The take-home message from a session on the electrophysiological aspects in stem cell therapy at the recent EHRA-Europace Congress (Madrid, Spain) is that more research is needed to resolve the issue of the risk of arrhythmias with the use of stem cells in myocardial repair.
In his talk Cell integration in myocardial repair: an ongoing debate, Massimiliano Gnecchi, Department of Cardiology, University of Pavia & IRCCS Policlinico San Matteo, Pavia, Italy, summarised the results of the most significant experimental works testing cell therapy to repair myocardial damage. He showed that besides myocardial regeneration, stem cells act mainly through paracrine mechanisms that protect ischaemic myocardium and ameliorate cardiac function. Then, Gnecchi focused on the three cell types that have already been tested in clinical trials and exposed their potential pro-arrhythmic roles: skeletal myoblasts, bone marrow-derived mononuclear cells, and mesenchymal stem cells. Skeletal myoblasts, a progenitor cell type meant to regenerate skeletal muscle, have shown potential hazard with occurrence of malignant arrhythmias in some patients. The main reason for their pro-arrhythmic effect is because they do not integrate electrically with the host cardiomyocyts; bone marrow-derived mononuclear cells may also have pro-arrhythmic properties, but so far no significant arrhythmias have been noted in clinical trials; and mesenchymal stem cells, the only real stem cell type tested thus far in humans, have convincing data, both in experimental and clinical settings, that that they have a potential antiarrhythmic action.

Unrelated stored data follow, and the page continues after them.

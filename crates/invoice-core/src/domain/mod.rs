//! 인보이스 분석을 위한 도메인 모델.

mod invoice;

pub use invoice::*;
impl ForecasterConfig {
    /// 시드 설정.
    pub fn with_seed(mut self, seed: u64) -> Self {
        self.seed = seed;
        self
    }

    /// 학습률 설정.
    pub fn with_learning_rate(mut self, lr: f64) -> Self {
        self.learning_rate = lr;
        self
    }

    /// dropout 비율 설정.
    pub fn with_dropout(mut self, rate: f32) -> Self {
        self.dropout = rate;
        self
    }

    /// early stopping 파라미터 설정.
    pub fn with_early_stopping(mut self, warmup: usize, patience: usize) -> Self {
        self.early_stopping_warmup = warmup;
        self.early_stopping_patience = patience;
        self
    }

    /// Monte Carlo 롤아웃 횟수와 노이즈 설정.
    pub fn with_simulations(mut self, simulations: usize, noise_std: f64) -> Self {
        self.simulations = simulations;
        self.noise_std = noise_std;
        self
    }

    fn validate(&self) -> MlResult<()> {
        validate_rate(self.dropout)?;
        if self.window == 0 {
            return Err(MlError::InvalidInput("window must be positive".to_string()));
        }
        if !(0.0..1.0).contains(&self.validation_split) {
            return Err(MlError::InvalidInput(format!(
                "validation split must be in [0, 1), got {}",
                self.validation_split
            )));
        }
        Ok(())
    }

    fn network(&self) -> LstmRegressorConfig {
        LstmRegressorConfig {
            input_features: SEQUENCE_FEATURES,
            first_units: self.first_lstm_units,
            second_units: self.second_lstm_units,
            dense_units: self.dense_units,
            dropout: self.dropout,
        }
    }
}

/// LSTM 회귀 네트워크 구성.
#[derive(Debug, Clone)]
pub struct LstmRegressorConfig {
    pub input_features: usize,
    pub first_units: usize,
    pub second_units: usize,
    pub dense_units: usize,
    pub dropout: f32,
}

/// 시퀀스 → 스칼라 회귀 네트워크.
pub struct LstmRegressor {
    lstm1: LSTM,
    lstm2: LSTM,
    dense: Linear,
    output: Linear,
    config: LstmRegressorConfig,
}

impl TrainableNetwork for LstmRegressor {
    type Config = LstmRegressorConfig;
    const KIND: ModelKind = ModelKind::RevenueForecast;

    fn build(config: &Self::Config, vb: VarBuilder<'_>) -> MlResult<Self> {
        Ok(Self {
            lstm1: lstm(
                config.input_features,
                config.first_units,
                LSTMConfig::default(),
                vb.pp("lstm1"),
            )?,
            lstm2: lstm(
                config.first_units,
                config.second_units,
                LSTMConfig::default(),
                vb.pp("lstm2"),
            )?,
            dense: linear(config.second_units, config.dense_units, vb.pp("dense"))?,
            output: linear(config.dense_units, 1, vb.pp("output"))?,
            config: config.clone(),
        })
    }

    fn forward_t(&self, xs: &Tensor, rng: Option<&mut StdRng>) -> MlResult<Tensor> {
        let mut rng = rng;

        // [batch, window, features] → [batch, window, first_units]
        let states = self.lstm1.seq(xs)?;
        let sequence = self.lstm1.states_to_tensor(&states)?;
        let sequence = dropout(&sequence, self.config.dropout, rng.as_deref_mut())?;

        // 마지막 hidden state만 사용
        let states = self.lstm2.seq(&sequence)?;
        let last = states
            .last()
            .ok_or_else(|| MlError::InvalidInput("empty input sequence".to_string()))?
            .h()
            .clone();
        let last = dropout(&last, self.config.dropout, rng.as_deref_mut())?;

        let hidden = self.dense.forward(&last)?.relu()?;
        Ok(self.output.forward(&hidden)?)
    }

    fn layers(&self) -> Vec<LayerSummary> {
        let c = &self.config;
        let layer = |name: &str, kind, units, activation: Option<&str>| LayerSummary {
            name: name.to_string(),
            kind,
            units,
            activation: activation.map(str::to_string),
            params: 0,
        };
        vec![
            layer("lstm1", LayerKind::Lstm, c.first_units, Some("tanh")),
            layer("dropout1", LayerKind::Dropout, c.first_units, None),
            layer("lstm2", LayerKind::Lstm, c.second_units, Some("tanh")),
            layer("dropout2", LayerKind::Dropout, c.second_units, None),
            layer("dense", LayerKind::Dense, c.dense_units, Some("relu")),
            layer("output", LayerKind::Dense, 1, Some("linear")),
        ]
    }
}

/// 타겟 정규화 상수 (학습 시 한 번 계산).
#[derive(Debug, Clone, Copy, PartialEq, Serialize, Deserialize)]
pub struct TargetNormalization {
    pub mean: f64,
    pub std: f64,
}

impl TargetNormalization {
    /// 모집단 표준편차 기준. 표준편차가 0이면 1로 대체합니다.
    pub fn from_targets(targets: &[f64]) -> Self {
        if targets.is_empty() {
            return Self {
                mean: 0.0,
                std: 1.0,
            };
        }

        let n = targets.len() as f64;
        let mean = targets.iter().sum::<f64>() / n;
        let variance = targets.iter().map(|t| (t - mean).powi(2)).sum::<f64>() / n;
        let std = variance.sqrt();

        Self {
            mean,
            std: if std > f64::EPSILON { std } else { 1.0 },
        }
    }

    pub fn normalize(&self, value: f64) -> f64 {
        (value - self.mean) / self.std
    }

    pub fn denormalize(&self, value: f64) -> f64 {
        value * self.std + self.mean
    }
}

/// `evaluate_model` 결과.
#[derive(Debug, Clone, Copy, PartialEq, Serialize, Deserialize)]
#[serde(rename_all = "camelCase")]
pub struct ForecastEvaluation {
    /// 정규화 공간의 MSE 손실
    pub loss: f32,
    /// 정규화 공간의 MAE
    pub normalized_mae: f32,
    /// 원 단위 예측값 대비 지표
    #[serde(flatten)]
    pub metrics: RegressionMetrics,
}

struct TrainedForecast {
    model: ModelState<LstmRegressor>,
    normalization: TargetNormalization,
}

struct NoiseSource {
    dist: Normal<f64>,
    rng: StdRng,
}

/// 매출 예측 모델.
///
/// `train` 이전에는 `forecast`/`evaluate_model`이 `NotTrained`로 실패합니다.
pub struct RevenueForecaster {
    config: ForecasterConfig,
    extractor: FeatureExtractor,
    builder: SequenceBuilder,
    progress: Option<ProgressSink>,
    cancel: Option<CancelFlag>,
    state: Option<TrainedForecast>,
}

Pyotr Platonov, Department of Cardiology, Lund University Hospital, Lund, Sweden, outlined the perfect stem cell, in terms its electrophysiological properties, as being one that has a neutral effect, integrates and couples with surrounding viable host cardiomyocytes, and has ion channel electrical properties similar to host cardiomyocytes (automaticity, excitability, and replorisation). He concluded that from the electrophysiological perspective, there was no perfect stem cell. Embryonic cells possess the lowest arrhythmia risk but are associated with a teratogenic risk and ethical concerns. He put forward grafting or recruitment of cardiac stem cells and reprogramming of adult cells to pluripotent cells as possible solutions.
Joachim Ehrlich, Department of Cardiology, Clinical Electrophysiology, Goethe-University, Frankfurt, German, concluded the session by reviewing the evidence so far. He said. “We need more prospective data…we need more data to thoroughly control the problem [of the potential of arrhythmias with stem cells].”